§ PROBLEM
Across the whole listing, state how many lines include "async". Add nothing to that number.

= Beginning of Section =

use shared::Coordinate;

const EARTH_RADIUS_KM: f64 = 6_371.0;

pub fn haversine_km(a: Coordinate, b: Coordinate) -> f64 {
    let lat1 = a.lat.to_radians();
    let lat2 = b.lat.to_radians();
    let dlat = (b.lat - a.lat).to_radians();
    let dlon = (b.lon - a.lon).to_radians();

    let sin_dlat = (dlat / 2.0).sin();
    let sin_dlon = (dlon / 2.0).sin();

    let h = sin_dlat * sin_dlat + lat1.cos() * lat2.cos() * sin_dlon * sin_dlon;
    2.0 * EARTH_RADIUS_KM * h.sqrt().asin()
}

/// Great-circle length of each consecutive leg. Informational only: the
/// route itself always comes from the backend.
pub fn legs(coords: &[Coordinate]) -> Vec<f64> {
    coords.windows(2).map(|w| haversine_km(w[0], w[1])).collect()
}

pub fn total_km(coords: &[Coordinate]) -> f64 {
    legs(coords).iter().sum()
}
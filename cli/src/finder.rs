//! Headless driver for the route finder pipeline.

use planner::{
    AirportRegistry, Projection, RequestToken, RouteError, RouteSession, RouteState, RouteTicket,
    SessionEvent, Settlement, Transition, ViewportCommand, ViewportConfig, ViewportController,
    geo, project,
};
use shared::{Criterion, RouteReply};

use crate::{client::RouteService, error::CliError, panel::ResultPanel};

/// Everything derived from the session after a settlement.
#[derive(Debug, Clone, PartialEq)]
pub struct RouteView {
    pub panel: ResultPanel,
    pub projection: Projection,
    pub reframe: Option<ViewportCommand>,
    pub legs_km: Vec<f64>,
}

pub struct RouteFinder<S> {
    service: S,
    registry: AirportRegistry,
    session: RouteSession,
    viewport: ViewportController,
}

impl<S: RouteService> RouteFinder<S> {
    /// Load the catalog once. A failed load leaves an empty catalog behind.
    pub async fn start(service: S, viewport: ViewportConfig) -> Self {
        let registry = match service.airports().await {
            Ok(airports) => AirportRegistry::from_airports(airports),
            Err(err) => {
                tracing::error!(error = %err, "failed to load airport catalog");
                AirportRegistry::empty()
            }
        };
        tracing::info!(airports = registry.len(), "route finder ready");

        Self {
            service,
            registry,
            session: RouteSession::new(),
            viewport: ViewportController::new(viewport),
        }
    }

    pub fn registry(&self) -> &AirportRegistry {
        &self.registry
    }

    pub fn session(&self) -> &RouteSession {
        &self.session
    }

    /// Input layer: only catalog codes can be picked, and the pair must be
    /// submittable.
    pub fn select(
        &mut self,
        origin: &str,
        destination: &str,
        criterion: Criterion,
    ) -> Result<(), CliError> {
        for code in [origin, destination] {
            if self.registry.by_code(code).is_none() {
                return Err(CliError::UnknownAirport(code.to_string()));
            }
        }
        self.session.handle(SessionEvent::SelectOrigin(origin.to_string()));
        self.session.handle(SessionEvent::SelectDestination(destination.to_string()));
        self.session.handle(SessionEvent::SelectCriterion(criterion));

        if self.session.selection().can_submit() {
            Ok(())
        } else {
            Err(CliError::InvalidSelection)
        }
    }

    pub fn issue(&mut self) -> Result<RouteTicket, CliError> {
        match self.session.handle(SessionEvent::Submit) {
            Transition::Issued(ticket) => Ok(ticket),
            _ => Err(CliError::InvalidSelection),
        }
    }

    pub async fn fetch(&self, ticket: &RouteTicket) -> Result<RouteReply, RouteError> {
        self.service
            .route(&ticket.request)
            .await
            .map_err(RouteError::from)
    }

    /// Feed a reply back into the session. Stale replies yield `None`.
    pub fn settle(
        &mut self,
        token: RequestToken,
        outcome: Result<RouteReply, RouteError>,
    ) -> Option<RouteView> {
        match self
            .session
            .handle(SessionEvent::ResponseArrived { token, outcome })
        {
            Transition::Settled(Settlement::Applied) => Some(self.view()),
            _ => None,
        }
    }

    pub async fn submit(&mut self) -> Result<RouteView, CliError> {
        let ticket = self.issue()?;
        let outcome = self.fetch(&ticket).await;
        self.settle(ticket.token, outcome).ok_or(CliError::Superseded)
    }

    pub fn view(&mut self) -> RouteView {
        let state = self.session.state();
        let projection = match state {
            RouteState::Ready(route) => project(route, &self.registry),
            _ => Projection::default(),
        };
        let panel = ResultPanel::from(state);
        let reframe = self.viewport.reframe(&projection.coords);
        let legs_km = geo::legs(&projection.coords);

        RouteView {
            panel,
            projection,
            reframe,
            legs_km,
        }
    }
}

= End of Section =

§ REPLY
3